I know I do risk sounding super entitled about my work-from-home situation, but can I just gush for a moment how grateful I am to be close to my kitchen? Let’s be honest – there’s no worse food-related pressure than workplace treats that tempt you into unhealthy eating patterns. You know you don’t need that donut or decadent iced latté when you’ve already had breakfast, but it’s sitting there right when you walk into the office, and you feel guilty if you don’t indulge.

One of the longest, but most rewarding ways I have shed my “feminist” skin is by taking better care of my body, inside and out. In teenagehood, I felt so much angst toward my body, and despite being a competitive dancer, I ate my feelings and allowed myself to put on weight. Deep down, it really bothered me that I kept eating so much takeout packed with nasty ingredients that weren’t doing my figure any justice or ultra-processed groceries that I genuinely thought were healthy.

On my feminist to feminine journey, I have made some mistakes along the way. I will admit that I got quite controlling about my nutrition. Things that I thought were right (primarily eating lower calorie, yet low nutrient density foods) in an effort to lose some of that weight weren’t actually fueling me for physical fitness. I struggled to find a good balance between cardio and weight lifting and thought I should just pick one or the other.

Weight lifting or pilates is what keeps your muscle tone looking sexy and healthy, but you do also need to be keeping up with cardio. You shouldn’t exhaust yourself, however, because too much cardio can contribute to amenorrhea. This is where the hot girl walk can quickly become one of your best go-to workouts. 

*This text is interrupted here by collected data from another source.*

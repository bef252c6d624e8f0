pub mod bridge;
pub mod connection;
pub mod context;
pub mod library;
pub mod procedure;
pub mod script;


pub use bridge::{is_wrapped, unwrap, wrap, wrap_sealed, EpochMillis, ListProxy, MapProxy};
pub use connection::ConnectionProxy;
pub use context::{CallContext, CallOptions, LogEntry, DEFAULT_MAX_DEPTH};
pub use library::{CallArgs, Invocation, Library};
pub use procedure::{NativeProcedure, Procedure, ProcedureProxy};
pub use script::{
    compile, execute, CallResult, CompiledProcedure, HostFailure, LEGACY_RETURN_WARNING,
};
use clap::{Args, Parser, Subcommand};

#[derive(Debug, Parser)]
#[command(name = "pe-cli")]
#[command(about = "Run and check stored procedures from JSON definitions")]
pub(crate) struct Cli {
    #[command(subcommand)]
    pub(crate) command: Mode,
}

#[derive(Debug, Subcommand)]
pub(crate) enum Mode {
    Run(RunArgs),
    Check(CheckArgs),
    List(ListArgs),
}

#[derive(Debug, Args)]
pub(crate) struct RunArgs {
    /// Definition file, or a directory searched for `*.json` files.
    #[arg(long = "definitions")]
    pub(crate) definitions: String,
    #[arg(long = "procedure")]
    pub(crate) procedure: String,
    /// Positional argument as JSON; repeat for each argument.
    #[arg(long = "arg")]
    pub(crate) args: Vec<String>,
    /// Named argument as `name=<json>`.
    #[arg(long = "named", conflicts_with = "args")]
    pub(crate) named: Vec<String>,
    #[arg(long = "max-depth")]
    pub(crate) max_depth: Option<usize>,
    #[arg(long = "no-log")]
    pub(crate) no_log: bool,
}

#[derive(Debug, Args)]
pub(crate) struct CheckArgs {
    #[arg(long = "definitions")]
    pub(crate) definitions: String,
}

#[derive(Debug, Args)]
pub(crate) struct ListArgs {
    #[arg(long = "definitions")]
    pub(crate) definitions: String,
}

Consider the following: Long but low-impact cardio is great for keeping excess weight off, balancing your hormones, clearing your mind, and keeping your cardiovascular system strong. Couple that cardio with moments where you can connect with nature, and you’re embracing your feminine sensuality. Soak in the beauty of our uniquely life-giving planet on a hike through the hills or smell fresh flowers at a local park. Regularly reminding ourselves of beauty improves our mood!

The lessons I’ve learned since then have made such a deep impact on improving my hormonal health, and as a result, improving my femininity. I now know that I need to eat way more healthy fats high in omega-3s than I had previously allowed myself.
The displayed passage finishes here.